In order to make it a bit easier to understand, here's the terminology unabbreviated:

make Utterance (make Sentence (make Clause (make Noun Phrase (a Plural Determiner, horse Noun), make Noun Phrase (a Plural Determiner, animal Noun))))

Note that this structure in turn could also be abstracted away behind a function call with a simpler structure:

subsumes(horse_N, animal_N)

One can linearize that abstract representation in several languages. Here are the results as created by the cloud-based implementation of GF (which is dated as of 2012 - by now, GF has added support to dozens more languages):

  • Bulgarian: коне са животни
  • Chinese: 些 马 是 些 动 物
  • Dutch: paarden zijn dieren
  • English: horses are animals
  • Spanish: caballos son animales
  • Swedish: hästar är djur

Let’s make two small changes to the abstract representation: add a negative polarity to the sentence (negativePol) and switch horse_N with tree_N, and we get the following representation:

mkUtt(mkS(negativePol, mkCl(mkNP(aPl_Det, tree_N), mkNP(aPl_Det, animal_N))))

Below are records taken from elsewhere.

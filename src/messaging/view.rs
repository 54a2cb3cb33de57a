use std::collections::HashMap;

use log::{debug, info};

use super::composer::Composer;
use super::message::{ConversationKey, Message};
use super::repository::{ConversationRepository, ConversationSummary, OutboundMessage};
use super::selector::ActiveConversation;
use super::store::ConversationStore;
use crate::error::{MessagingError, Result};

/// Who "self" is for this view: backend id for sends, display name for rendering.
#[derive(Debug, Clone, PartialEq, Eq)]
pub struct Identity {
    pub user_id: String,
    pub display_name: String,
}

/// The messaging screen's state: store, active selection and composer, plus the
/// mapping from conversation key to backend conversation id.
#[derive(Debug)]
pub struct MessagingView {
    store: ConversationStore,
    active: ActiveConversation,
    composer: Composer,
    identity: Identity,
    peer_ids: HashMap<ConversationKey, String>,
    keys_by_peer: HashMap<String, ConversationKey>,
}

impl MessagingView {
    /// Loads every conversation for `identity` and selects the first one.
    pub async fn mount(repository: &dyn ConversationRepository, identity: Identity) -> Result<Self> {
        let summaries = repository.fetch_conversations(&identity.user_id).await?;
        info!("loaded {} conversations for {}", summaries.len(), identity.user_id);
        Self::from_summaries(summaries, identity)
    }

    pub fn from_summaries(summaries: Vec<ConversationSummary>, identity: Identity) -> Result<Self> {
        let mut store = ConversationStore::new();
        let mut peer_ids = HashMap::new();
        let mut keys_by_peer = HashMap::new();
        for summary in summaries {
            let key = ConversationKey::new(summary.peer_name);
            if store.contains(key.as_str()) {
                debug!("duplicate conversation name '{key}', keeping the first");
                continue;
            }
            peer_ids.insert(key.clone(), summary.peer_id.clone());
            keys_by_peer.insert(summary.peer_id, key.clone());
            store.seed(key, summary.messages);
        }
        let active = ActiveConversation::first_of(&store).ok_or(MessagingError::NoConversations)?;
        Ok(Self {
            store,
            active,
            composer: Composer::new(),
            identity,
            peer_ids,
            keys_by_peer,
        })
    }

    pub fn identity(&self) -> &Identity {
        &self.identity
    }

    pub fn conversation_keys(&self) -> impl Iterator<Item = &ConversationKey> {
        self.store.keys()
    }

    pub fn active_key(&self) -> &ConversationKey {
        self.active.key()
    }

    pub fn active_messages(&self) -> Result<&[Message]> {
        self.store.get_messages(self.active.key().as_str())
    }

    pub fn get_messages(&self, key: &str) -> Result<&[Message]> {
        self.store.get_messages(key)
    }

    pub fn append_message(
        &mut self,
        key: &str,
        text: &str,
        sender: &str,
        is_own: bool,
    ) -> Result<&[Message]> {
        self.store.append_message(key, text, sender, is_own)
    }

    pub fn select_conversation(&mut self, key: &str) -> Result<()> {
        self.active.select(&self.store, key)
    }

    pub fn draft(&self) -> &str {
        self.composer.draft()
    }

    pub fn set_draft(&mut self, text: impl Into<String>) {
        self.composer.set_draft(text);
    }

    /// Appends the draft to the active conversation and returns it addressed for
    /// the backend. Blank drafts return `Ok(None)`.
    pub fn submit(&mut self) -> Result<Option<OutboundMessage>> {
        let Some(sent) = self
            .composer
            .submit(&mut self.store, &self.active, &self.identity.display_name)?
        else {
            return Ok(None);
        };
        let conversation_id = self.peer_id(self.active.key().as_str())?.to_string();
        Ok(Some(OutboundMessage {
            conversation_id,
            sender_id: self.identity.user_id.clone(),
            text: sent.text().to_string(),
        }))
    }

    /// Routes a message pushed by the backend into its conversation. Returns
    /// `false` when the message was blank and nothing was stored.
    pub fn receive(&mut self, conversation_id: &str, message: Message) -> Result<bool> {
        let key = self
            .keys_by_peer
            .get(conversation_id)
            .ok_or_else(|| MessagingError::UnknownConversationId(conversation_id.to_string()))?;
        self.store.append_remote(key.as_str(), message)
    }

    pub fn peer_id(&self, key: &str) -> Result<&str> {
        self.peer_ids
            .get(key)
            .map(String::as_str)
            .ok_or_else(|| MessagingError::NotFound(key.into()))
    }
}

Just as above, this could be hidden behind a function call:

subsumesNot(tree_N, animal_N)

This leads to the following linearizations:

  • Bulgarian: дърва не са животни
  • Chinese: 些 树 不 是 些 动 物
  • Dutch: bomen zijn niet dieren
  • English: trees aren't animals
  • Spanish: árboles no son animales
  • Swedish: träd är inte djur

While the idea for Abstract Wikipedia was developed, GF served as an important inspiration. It was part of AceWiki, an extension of MediaWiki that was integrating tightly with GF and Attempto Controlled English (ACE) in order to create text in several languages and also to capture the formal semantics of the text. Whereas in AceWiki one of the main goals was to express all sentences also in a formal logical language (in that case OWL), we are less interested in the formal semantics of the abstract content (in fact, this is one major difference between Abstract Wikipedia and the many predecessor projects). Other than that you can see how GF and AceWiki have influenced the development of Abstract Wikipedia.

Since the announcement of Abstract Wikipedia, the GF developers and communities have reached out to the Abstract Wikipedia developers, and we have been discussing our plans and ideas. In order to further the relationship between the communities and to transfer experiences and ideas between them, we are very happy to extend an invitation to the Abstract Wikipedia community: this year’s Grammatical Framework Summer School will be open and free for all Wikimedians.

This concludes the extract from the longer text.